**Required action**
Where in the entries below does "accession" appear? Copy every line that has it.
──────── Data supplied
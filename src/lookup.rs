use crate::error::ExonMapError;
use crate::fetch::Fetcher;
use crate::region::Strand;
use crate::tracks::{self, AnnotationRecord, TrackMap};
use crate::transcript::TranscriptRecord;
use log::info;
use serde::Deserialize;

pub const ENSEMBL_REST_BASE: &str = "https://rest.ensembl.org";
pub const UCSC_API_BASE: &str = "https://api.genome.ucsc.edu";
pub const SUPPORTED_ASSEMBLY: &str = "GRCh38";
pub const UCSC_GENOME: &str = "hg38";

/// UniProt annotation tracks retrieved per transcript, in render order:
/// domains, structure, the subcellular-localization categories, repeats.
pub const UNIPROT_TRACKS: [&str; 7] = [
    "unipDomain",
    "unipStruct",
    "unipLocSignal",
    "unipLocExtra",
    "unipLocTransMemb",
    "unipLocCytopl",
    "unipRepeat",
];

#[derive(Clone, Debug, Deserialize)]
struct EnsemblLookup {
    assembly_name: String,
    seq_region_name: String,
    start: u64,
    end: u64,
    version: u64,
}

/// Genomic window of a transcript as resolved by Ensembl.
#[derive(Clone, Debug)]
pub struct TranscriptLocus {
    pub chrom: String,
    pub start: u64,
    pub end: u64,
    pub version: u64,
}

/// Everything needed downstream of the pipeline: the track mapping plus the
/// transcript-relative offset the layout subtracts from every coordinate.
#[derive(Clone, Debug, serde::Serialize)]
pub struct TranscriptTracks {
    pub transcript_id: String,
    pub chrom: String,
    pub strand: Strand,
    pub offset: u64,
    pub tracks: TrackMap,
}

/// Resolve a transcript accession to its genomic window via Ensembl.
/// Anything but the supported assembly is fatal.
pub fn lookup_locus(
    fetcher: &impl Fetcher,
    transcript_id: &str,
) -> Result<TranscriptLocus, ExonMapError> {
    let url =
        format!("{ENSEMBL_REST_BASE}/lookup/id/{transcript_id}?content-type=application/json");
    let lookup: EnsemblLookup = serde_json::from_value(fetcher.fetch(&url)?)?;
    if lookup.assembly_name != SUPPORTED_ASSEMBLY {
        return Err(ExonMapError::UnsupportedAssembly(lookup.assembly_name));
    }
    Ok(TranscriptLocus {
        chrom: lookup.seq_region_name,
        start: lookup.start,
        end: lookup.end,
        version: lookup.version,
    })
}

/// UCSC wants the "chr" spelling; Ensembl reports bare names like "X".
fn ucsc_chrom(chrom: &str) -> String {
    if chrom.starts_with("chr") {
        chrom.to_string()
    } else {
        format!("chr{chrom}")
    }
}

fn track_url(track: &str, locus: &TranscriptLocus) -> String {
    format!(
        "{UCSC_API_BASE}/getData/track?genome={UCSC_GENOME};track={track};chrom={};start={};end={}",
        ucsc_chrom(&locus.chrom),
        locus.start,
        locus.end
    )
}

/// Find the versioned transcript in the UCSC knownGene records for the locus.
pub fn fetch_transcript(
    fetcher: &impl Fetcher,
    locus: &TranscriptLocus,
    versioned_id: &str,
) -> Result<TranscriptRecord, ExonMapError> {
    let data = fetcher.fetch(&track_url("knownGene", locus))?;
    let records: Vec<TranscriptRecord> = match data.get("knownGene") {
        None | Some(serde_json::Value::Null) => vec![],
        Some(value) => serde_json::from_value(value.clone())?,
    };
    records
        .into_iter()
        .find(|ts| ts.name == versioned_id)
        .ok_or_else(|| ExonMapError::TranscriptNotFound(versioned_id.to_string()))
}

/// Fetch every UniProt annotation track over the locus, keeping the fixed
/// track order. Tracks the API reports as empty decode to empty lists.
pub fn fetch_annotation_tracks(
    fetcher: &impl Fetcher,
    locus: &TranscriptLocus,
) -> Result<Vec<(String, Vec<AnnotationRecord>)>, ExonMapError> {
    UNIPROT_TRACKS
        .iter()
        .map(|track| {
            let data = fetcher.fetch(&track_url(track, locus))?;
            let records: Vec<AnnotationRecord> = match data.get(*track) {
                None | Some(serde_json::Value::Null) => vec![],
                Some(value) => serde_json::from_value(value.clone())?,
            };
            Ok((track.to_string(), records))
        })
        .collect()
}

/// Run the whole pipeline for one transcript accession: Ensembl lookup,
/// knownGene record, UniProt tracks, assembled track mapping.
pub fn transcript_tracks(
    fetcher: &impl Fetcher,
    transcript_id: &str,
) -> Result<TranscriptTracks, ExonMapError> {
    let locus = lookup_locus(fetcher, transcript_id)?;
    let versioned_id = format!("{transcript_id}.{}", locus.version);
    info!(
        "{versioned_id} maps to {}:{}-{}",
        locus.chrom, locus.start, locus.end
    );
    let record = fetch_transcript(fetcher, &locus, &versioned_id)?;
    let annotations = fetch_annotation_tracks(fetcher, &locus)?;
    let tracks = tracks::assemble_tracks(&record, &annotations)?;
    Ok(TranscriptTracks {
        transcript_id: versioned_id,
        chrom: record.chrom.clone(),
        strand: record.strand,
        offset: record.chrom_start,
        tracks,
    })
}

#[cfg(test)]
mod tests {
    use super::*;
    use serde_json::{json, Value};
    use std::collections::HashMap;

    struct CannedFetcher {
        responses: HashMap<String, Value>,
    }

    impl CannedFetcher {
        fn new() -> Self {
            Self {
                responses: HashMap::new(),
            }
        }

        fn with(mut self, url_part: &str, value: Value) -> Self {
            self.responses.insert(url_part.to_string(), value);
            self
        }
    }

    impl Fetcher for CannedFetcher {
        fn fetch(&self, url: &str) -> Result<Value, ExonMapError> {
            self.responses
                .iter()
                .find(|(part, _)| url.contains(part.as_str()))
                .map(|(_, value)| value.clone())
                .ok_or(ExonMapError::Fetch {
                    url: url.to_string(),
                    status: 404,
                })
        }
    }

    fn ensembl_response(assembly: &str) -> Value {
        json!({
            "assembly_name": assembly,
            "seq_region_name": "X",
            "start": 0,
            "end": 100,
            "version": 2,
            "biotype": "protein_coding"
        })
    }

    fn known_gene_response() -> Value {
        json!({
            "knownGene": [{
                "name": "ENST00000000000.2",
                "chrom": "chrX",
                "chromStart": 0,
                "chromEnd": 100,
                "strand": "+",
                "thickStart": 10,
                "thickEnd": 90,
                "chromStarts": "0,",
                "blockSizes": "100,",
                "geneName2": "none"
            }]
        })
    }

    fn fetcher() -> CannedFetcher {
        let mut canned = CannedFetcher::new()
            .with("lookup/id/ENST00000000000", ensembl_response(SUPPORTED_ASSEMBLY))
            .with("track=knownGene", known_gene_response());
        for track in UNIPROT_TRACKS {
            canned = canned.with(&format!("track={track}"), json!({ track: [] }));
        }
        canned
    }

    #[test]
    fn test_lookup_rejects_other_assemblies() {
        let canned =
            CannedFetcher::new().with("lookup/id/ENST1", ensembl_response("GRCh37"));
        let err = lookup_locus(&canned, "ENST1").unwrap_err();
        assert!(matches!(err, ExonMapError::UnsupportedAssembly(a) if a == "GRCh37"));
    }

    #[test]
    fn test_missing_transcript_is_fatal() {
        let canned = fetcher();
        let locus = lookup_locus(&canned, "ENST00000000000").unwrap();
        let err = fetch_transcript(&canned, &locus, "ENST99999999999.1").unwrap_err();
        assert!(matches!(err, ExonMapError::TranscriptNotFound(_)));
    }

    #[test]
    fn test_chrom_prefix_normalization() {
        assert_eq!(ucsc_chrom("X"), "chrX");
        assert_eq!(ucsc_chrom("chrX"), "chrX");
    }

    #[test]
    fn test_end_to_end_single_exon() {
        let result = transcript_tracks(&fetcher(), "ENST00000000000").unwrap();
        assert_eq!(result.transcript_id, "ENST00000000000.2");
        assert_eq!(result.offset, 0);
        assert_eq!(result.tracks.len(), 2);

        let exons = result.tracks.regions("exons").unwrap();
        assert_eq!(exons.len(), 1);
        assert_eq!(exons[0].name(), "1");
        assert_eq!((exons[0].start(), exons[0].end()), (0, 100));

        let coding = result.tracks.regions("coding").unwrap();
        assert_eq!(coding[0].name(), "CDS");
        assert_eq!((coding[0].start(), coding[0].end()), (10, 90));

        // Layout of this mapping: 2 rows, 2 rects, 2 labels, height 3H.
        let settings = crate::layout::LayoutSettings::default();
        let drawing = crate::layout::layout_tracks(&result.tracks, result.offset, &settings);
        assert_eq!(drawing.primitives.len(), 4);
        assert_eq!(drawing.height, 3.0 * settings.row_height);
    }

    #[test]
    fn test_annotation_tracks_filtered_by_protein() {
        let mut canned = CannedFetcher::new()
            .with("lookup/id/ENST00000000000", ensembl_response(SUPPORTED_ASSEMBLY))
            .with(
                "track=knownGene",
                json!({
                    "knownGene": [{
                        "name": "ENST00000000000.2",
                        "chrom": "chrX",
                        "chromStart": 0,
                        "chromEnd": 100,
                        "strand": "+",
                        "thickStart": 10,
                        "thickEnd": 90,
                        "chromStarts": "0,",
                        "blockSizes": "100,",
                        "geneName2": "P12345"
                    }]
                }),
            );
        for track in UNIPROT_TRACKS {
            let payload = if track == "unipDomain" {
                json!({ track: [
                    {"name": "Kinase", "chrom": "chrX", "chromStart": 40, "chromEnd": 60,
                     "thickStart": 40, "thickEnd": 60, "uniProtId": "P12345"},
                    {"name": "Kinase", "chrom": "chrX", "chromStart": 40, "chromEnd": 60,
                     "thickStart": 40, "thickEnd": 60, "uniProtId": "Q99999"}
                ]})
            } else {
                json!({ track: [] })
            };
            canned = canned.with(&format!("track={track}"), payload);
        }

        let result = transcript_tracks(&canned, "ENST00000000000").unwrap();
        let names: Vec<&str> = result.tracks.iter().map(|e| e.name.as_str()).collect();
        assert_eq!(names, vec!["exons", "coding", "unipDomain"]);
        let domains = result.tracks.regions("unipDomain").unwrap();
        assert_eq!(domains.len(), 1);
        assert_eq!(domains[0].name(), "Kinase");
    }
}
────────────────
**Written answer**
/// Resolve a transcript accession to its genomic window via Ensembl.
/// Run the whole pipeline for one transcript accession: Ensembl lookup,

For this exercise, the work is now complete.